Banks (and other financial intermediaries) also take
off-balance-sheet positions in derivatives markets, including
futures and interest rate swaps. They sometimes use derivatives
to hedge their risks; that is, they try to earn income should the
bank’s main business suffer a decline if, say, interest rates
rise. For example, bankers sell futures contracts on U.S.
Treasuries at the Chicago Board of Trade. If interest rates
increase, the price of bonds, we know, will decrease. The bank can
then effectively buy bonds in the open market at less than the
contract price, make good on the contract, and pocket the
difference, helping to offset the damage the interest rate increase
will cause the bank’s balance sheet.
Bankers can also hedge their bank’s interest rate risk by
engaging in interest rate swaps. A bank might agree to pay a
finance company a fixed 6 percent on a $100 million notational
principal (or $6 million) every year for ten years in exchange for
the finance company’s promise to pay to the bank a market rate like
the federal funds rate or London Interbank Offering Rate (LIBOR)

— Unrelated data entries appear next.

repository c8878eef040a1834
//! Payment callback receiver.
//!
//! Listens for the form POSTs CoinGate sends to an order's `callback_url`
//! and logs each notification.
//!
//! ```text
//! cargo run --example receive_callback
//! curl -d 'id=343&status=paid&price=10.01&currency=USD' localhost:3000/payments/callback
//! ```

use std::net::SocketAddr;

use axum::{
    body::Bytes,
    http::{header::CONTENT_TYPE, HeaderMap, StatusCode},
    routing::post,
    Router,
};
use coingate::callback::parse_callback;
use tracing_subscriber::{layer::SubscriberExt, util::SubscriberInitExt, EnvFilter};

async fn payment_callback(headers: HeaderMap, body: Bytes) -> (StatusCode, String) {
    let content_type = headers.get(CONTENT_TYPE).and_then(|v| v.to_str().ok());

    match parse_callback(content_type, Some(&body)) {
        Ok(notification) => {
            tracing::info!(
                id = notification.id,
                order_id = %notification.order_id,
                status = %notification.status,
                "Order status changed"
            );
            if notification.order_status().is_paid() {
                // Callbacks are unsigned. Confirm with get_order before fulfilling.
                tracing::info!(id = notification.id, "Order paid, awaiting confirmation via API");
            }
            (StatusCode::OK, "ok".to_string())
        }
        Err(e) => {
            tracing::warn!(error = %e, "Rejected callback");
            (StatusCode::BAD_REQUEST, e.to_string())
        }
    }
}

#[tokio::main]
async fn main() -> Result<(), Box<dyn std::error::Error>> {
    tracing_subscriber::registry()
        .with(EnvFilter::try_from_default_env().unwrap_or_else(|_| EnvFilter::new("info,coingate=debug")))
        .with(tracing_subscriber::fmt::layer())
        .init();

    let port: u16 = std::env::var("PORT")
        .ok()
        .and_then(|p| p.parse().ok())
        .unwrap_or(3000);
    let addr = SocketAddr::from(([0, 0, 0, 0], port));

    let app = Router::new().route("/payments/callback", post(payment_callback));

    tracing::info!("Listening for callbacks on http://{}/payments/callback", addr);
    let listener = tokio::net::TcpListener::bind(addr).await?;
    axum::serve(listener, app).await?;

    Ok(())
}
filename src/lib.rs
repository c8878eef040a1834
//! # CoinGate Rust SDK
//!
//! A Rust SDK for the [CoinGate](https://coingate.com) payment gateway.
//!
//! ## Modules
//!
//! - [`api`]: signed REST API client (create/get/list orders, ping)
//! - [`callback`]: parser for the payment callbacks CoinGate posts to your server
//! - [`auth`]: the request-signing scheme, usable without the HTTP client
//! - [`config`]: application credentials and environment selection
//!
//! Plus a shared module:
//! - [`shared`]: decimal and serde helpers
//!
//! ## Quick Start - REST API
//!
//! ```rust,ignore
//! use coingate::prelude::*;
//!
//! #[tokio::main]
//! async fn main() -> Result<(), Box<dyn std::error::Error>> {
//!     // Sandbox credentials from https://sandbox.coingate.com
//!     let client = CoingateClient::new(ClientConfig::new(1015, "api_key", "api_secret", true))?;
//!
//!     let order = client
//!         .create_order(
//!             &CreateOrderRequest::new("10.01", "USD", "BTC")
//!                 .with_order_id("ORDER-1415020039")
//!                 .with_callback_url("https://shop.example/payments/callback"),
//!         )
//!         .await?;
//!     println!("Order {} - pay at {}", order.id, order.payment_url);
//!
//!     Ok(())
//! }
//! ```
//!
//! ## Quick Start - Callbacks
//!
//! ```rust,ignore
//! use coingate::callback::parse_callback;
//!
//! let notification = parse_callback(content_type, Some(&body))?;
//! if notification.order_status().is_paid() {
//!     // Verify with client.get_order(notification.id) before shipping.
//! }
//! ```

// ============================================================================
// MODULES
// ============================================================================

/// Shared utilities used by the API types and the callback parser.
pub mod shared;

/// Network URL constants and environment selection.
pub mod network;

/// Request signing (HMAC-SHA256) and nonce generation.
pub mod auth;

/// Client configuration and credentials.
pub mod config;

/// REST API module. Types are always available; the client requires the `http` feature.
pub mod api;

/// Payment callback (webhook) parsing.
pub mod callback;

pub use config::{ClientConfig, ConfigError};
pub use network::Environment;

// ============================================================================
// PRELUDE
// ============================================================================

/// Prelude module for convenient imports.
///
/// ```rust,ignore
/// use coingate::prelude::*;
/// ```
pub mod prelude {
    // API types
    pub use crate::api::{
        CreateOrderRequest, ListOrdersParams, Order, OrderStatus, OrdersPage, PingResponse,
    };

    // Client (conditionally exported)
    #[cfg(feature = "http")]
    pub use crate::api::{ApiError, ApiResult, CoingateClient, CoingateClientBuilder, StatusError};

    // Callbacks
    pub use crate::callback::{parse_callback, CallbackError, CallbackNotification};

    // Configuration and network
    pub use crate::config::{ClientConfig, ConfigError};
    pub use crate::network::{Environment, LIVE_API_URL, SANDBOX_API_URL};

    // Signing
    pub use crate::auth::{sign, NonceGenerator};

    // Shared utilities
    pub use crate::shared::parse_decimal;
}
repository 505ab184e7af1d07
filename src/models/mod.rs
pub mod article;
pub mod comment;
pub mod user;
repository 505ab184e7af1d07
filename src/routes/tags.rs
use crate::database::{tags, Db};
use crate::errors::Error;
use rocket::serde::json::{json, Value};

#[get("/tags")]
pub async fn list_tags(db: Db) -> Result<Value, Error> {
    let tags = db.run(tags::all).await?;
    Ok(json!({ "tags": tags }))
}
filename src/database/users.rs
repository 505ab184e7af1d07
use crate::models::user::User;
use crate::schema::users;
use diesel::prelude::*;

#[derive(Insertable)]
#[diesel(table_name = users)]
pub struct NewUser<'a> {
    pub username: &'a str,
    pub email: &'a str,
    pub hash: &'a str,
}

/// Only fields present in the request body are written; `None` leaves the
/// column untouched.
#[derive(AsChangeset, Default)]
#[diesel(table_name = users)]
pub struct UserChanges {
    pub username: Option<String>,
    pub email: Option<String>,
    pub hash: Option<String>,
    pub bio: Option<String>,
    pub image: Option<String>,
}

pub fn find(conn: &mut PgConnection, id: i32) -> QueryResult<Option<User>> {
    users::table.find(id).first::<User>(conn).optional()
}

pub fn find_by_email(conn: &mut PgConnection, email: &str) -> QueryResult<Option<User>> {
    users::table
        .filter(users::email.eq(email))
        .first::<User>(conn)
        .optional()
}

pub fn find_by_username(conn: &mut PgConnection, username: &str) -> QueryResult<Option<User>> {
    users::table
        .filter(users::username.eq(username))
        .first::<User>(conn)
        .optional()
}

pub fn create(conn: &mut PgConnection, user: &NewUser) -> QueryResult<User> {
    diesel::insert_into(users::table)
        .values(user)
        .get_result(conn)
}

pub fn update(conn: &mut PgConnection, id: i32, changes: &UserChanges) -> QueryResult<User> {
    diesel::update(users::table.find(id))
        .set((changes, users::updated_at.eq(diesel::dsl::now)))
        .get_result(conn)
}
use crate::config::DATE_FORMAT;
use crate::models::user::Profile;
use chrono::NaiveDateTime;
use serde::Serialize;

#[derive(Debug, Clone, Queryable, Identifiable)]
#[diesel(table_name = crate::schema::articles)]
pub struct Article {
    pub id: i32,
    pub slug: String,
    pub title: String,
    pub description: String,
    pub body: String,
    pub author_id: i32,
    pub created_at: NaiveDateTime,
    pub updated_at: NaiveDateTime,
}

/// The wire shape of an article, annotated for the calling user.
#[derive(Debug, Serialize)]
#[serde(rename_all = "camelCase")]
pub struct ArticleJson {
    pub slug: String,
    pub title: String,
    pub description: String,
    pub body: String,
    pub tag_list: Vec<String>,
    pub created_at: String,
    pub updated_at: String,
    pub favorited: bool,
    pub favorites_count: i64,
    pub author: Profile,
}

impl Article {
    pub fn attributes(
        self,
        author: Profile,
        tag_list: Vec<String>,
        favorited: bool,
        favorites_count: i64,
    ) -> ArticleJson {
        ArticleJson {
            slug: self.slug,
            title: self.title,
            description: self.description,
            body: self.body,
            tag_list,
            created_at: self.created_at.format(DATE_FORMAT).to_string(),
            updated_at: self.updated_at.format(DATE_FORMAT).to_string(),
            favorited,
            favorites_count,
            author,
        }
    }
}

plus 3 percent. If the market rate increases from 3 percent (which
initially would entail a wash because 6 fixed = 3 LIBOR plus 3
contractual) to 5 percent, the finance company will pay the net due
to the bank, (3 + 5 = 8 − 6 = 2% on $100 million =) $2 million,
which the bank can use to cover the damage to its balance sheet
brought about by the higher rates. If interest rates later fall to
2 percent, the bank will have to start paying the finance company
(6 − [3 + 2] = 1% on $100 million) $1 million per year but will
well be able to afford it.
Banks and other financial intermediaries also sometimes
speculate in derivatives and the foreign exchange markets, hoping
to make a big killing. Of course, with the potential for high
returns comes high levels of risk. Several hoary banks have gone
bankrupt because they assumed too much off-balance-sheet risk. In
some cases, the failures were due to the principal-agent problem:
rogue traders bet their jobs, and their banks, and lost. In other
cases, traders were mere scapegoats, instructed to behave as they
did by the bank’s managers or owners. In either case, it is
difficult to have much sympathy for the bankers, who were either
deliberate risk-takers or incompetent. There are some very basic
internal controls that can prevent traders from risking too much of
the capital of the banks they trade for, as well as techniques,
called value at riskwww.gloriamundi.org and stress
testing,financial-dictionary.thefreedictionary.com/Stress+Testing
that allow bankers to assess their bank’s derivative risk
exposure.
KEY TAKEAWAYS
- Off-balance-sheet activities like fees, loan sales, and
derivatives trading help banks to manage their interest rate risk
by providing them with income that is not based on assets (and
hence is off the balance sheet).
- Derivatives trading can be used to hedge or reduce interest
rate risks but can also be used by risky bankers or rogue traders
to increase risk to the point of endangering a bank’s capital
cushion and hence its economic existence.